→ **EXERCISE AIM**: If a line in the records below includes the word "success", count it, then give the total and nothing else.

→ **RECORD EXTRACTS**:
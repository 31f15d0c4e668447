//! End-to-end demonstration flow
//!
//! verify identity → list tasks → create a project → bulk-create tasks

use std::io::Write;

use log::{debug, info};
use serde::Serialize;

use super::error::FlowError;
use super::prune::prune_json;
use crate::core::models::{ApiResponse, Me, Project, ProjectCreate, Task, TaskCreate, TaskQuery};
use crate::core::ports::ProjectManagerApi;

/// Inputs of the demonstration flow
#[derive(Debug, Clone)]
pub struct DemoOptions {
    /// Maximum number of tasks to list
    pub page_size: u32,
    /// Name of the project to create
    pub project_name: String,
    /// Description of the project to create
    pub project_description: String,
    /// Project receiving the bulk-created tasks; skipped when unset
    pub bulk_project: Option<String>,
}

impl Default for DemoOptions {
    fn default() -> Self {
        Self {
            page_size: 10,
            project_name: "New Project - pmtask".to_string(),
            project_description: "This is my project description".to_string(),
            bulk_project: None,
        }
    }
}

/// What the flow did
#[derive(Debug)]
pub struct DemoReport {
    /// Authenticated identity
    pub me: Me,
    /// Tasks listed, in listing order
    pub tasks: Vec<Task>,
    /// Envelope returned by project creation
    pub project: ApiResponse<Project>,
    /// Envelope returned by bulk task creation, when it ran
    pub bulk: Option<ApiResponse<Vec<Task>>>,
}

/// The three tasks created by the bulk step
#[must_use]
pub fn sample_tasks() -> Vec<TaskCreate> {
    ["First Task", "Second Task", "Third Task"]
        .into_iter()
        .map(|name| TaskCreate::new(name, Some("Description")))
        .collect()
}

/// Run the flow against `api`, writing progress lines to `out`
///
/// Stops at the first failure: an invalid identity yields
/// [`FlowError::Authentication`], an empty task listing yields
/// [`FlowError::NoRecords`], and nothing is created in either case.
pub fn run_demo(
    api: &dyn ProjectManagerApi,
    options: &DemoOptions,
    out: &mut dyn Write,
) -> Result<DemoReport, FlowError> {
    let me = verify_identity(api)?;
    writeln!(out, "Logged in as {} ({})", me.full_name, me.email_address)?;
    writeln!(out, "Testing against client {}", api.version())?;

    let listing = api.query_tasks(&TaskQuery::top(options.page_size))?;
    let tasks = listing.data.unwrap_or_default();
    if tasks.is_empty() {
        return Err(FlowError::NoRecords);
    }
    for (n, task) in tasks.iter().enumerate() {
        writeln!(out, "Task {n}: {} {}", task.short_id, task.name)?;
    }

    let project = api.create_project(&ProjectCreate::new(
        options.project_name.as_str(),
        Some(options.project_description.as_str()),
    ))?;
    info!("Created project '{}' (success: {})", options.project_name, project.success);
    write_result(out, &project)?;

    let bulk = match &options.bulk_project {
        Some(project_id) => {
            let response = api.create_many_tasks(project_id, &sample_tasks())?;
            write_result(out, &response)?;
            Some(response)
        },
        None => {
            debug!("No bulk project configured, skipping task creation");
            None
        },
    };

    Ok(DemoReport {
        me,
        tasks,
        project,
        bulk,
    })
}

/// Check the key against the identity endpoint
///
/// Fails unless the envelope reports success and carries an identity.
pub fn verify_identity(api: &dyn ProjectManagerApi) -> Result<Me, FlowError> {
    let response = api.retrieve_me()?;
    if !response.success {
        return Err(FlowError::Authentication(response.error_message()));
    }
    response
        .data
        .ok_or_else(|| FlowError::Authentication("no identity returned".to_string()))
}

fn write_result<T: Serialize>(out: &mut dyn Write, result: &T) -> Result<(), FlowError> {
    let value = serde_json::to_value(result).map_err(crate::error::Error::from)?;
    writeln!(out, "Result: {}", prune_json(&value))?;
    Ok(())
}
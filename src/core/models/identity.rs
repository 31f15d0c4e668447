//! Identity of the authenticated user

use serde::{Deserialize, Serialize};

/// The user the API key belongs to
#[derive(Debug, Clone, Default, PartialEq, Eq, Serialize, Deserialize)]
#[serde(rename_all = "camelCase", default)]
pub struct Me {
    /// Display name
    #[serde(deserialize_with = "super::nullable::null_as_default")]
    pub full_name: String,
    /// Login email address
    #[serde(deserialize_with = "super::nullable::null_as_default")]
    pub email_address: String,
    /// Role within the workspace
    pub role_name: Option<String>,
    /// Workspace the key is bound to
    pub work_space_name: Option<String>,
}
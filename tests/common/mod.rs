//! Common test utilities shared across test types
//!
//! - `mocks.rs` - Stub implementation of the API port
//! - `server.rs` - `wiremock` server driven from synchronous tests

pub mod mocks;
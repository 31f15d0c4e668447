//! HTTP adapter for the project-management API
//!
//! Implements [`ProjectManagerApi`](crate::core::ports::ProjectManagerApi)
//! with a blocking `reqwest` client.

mod client;

pub use client::{HttpProjectManager, HttpProjectManagerBuilder};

→ **ANSWER SPACE**: 3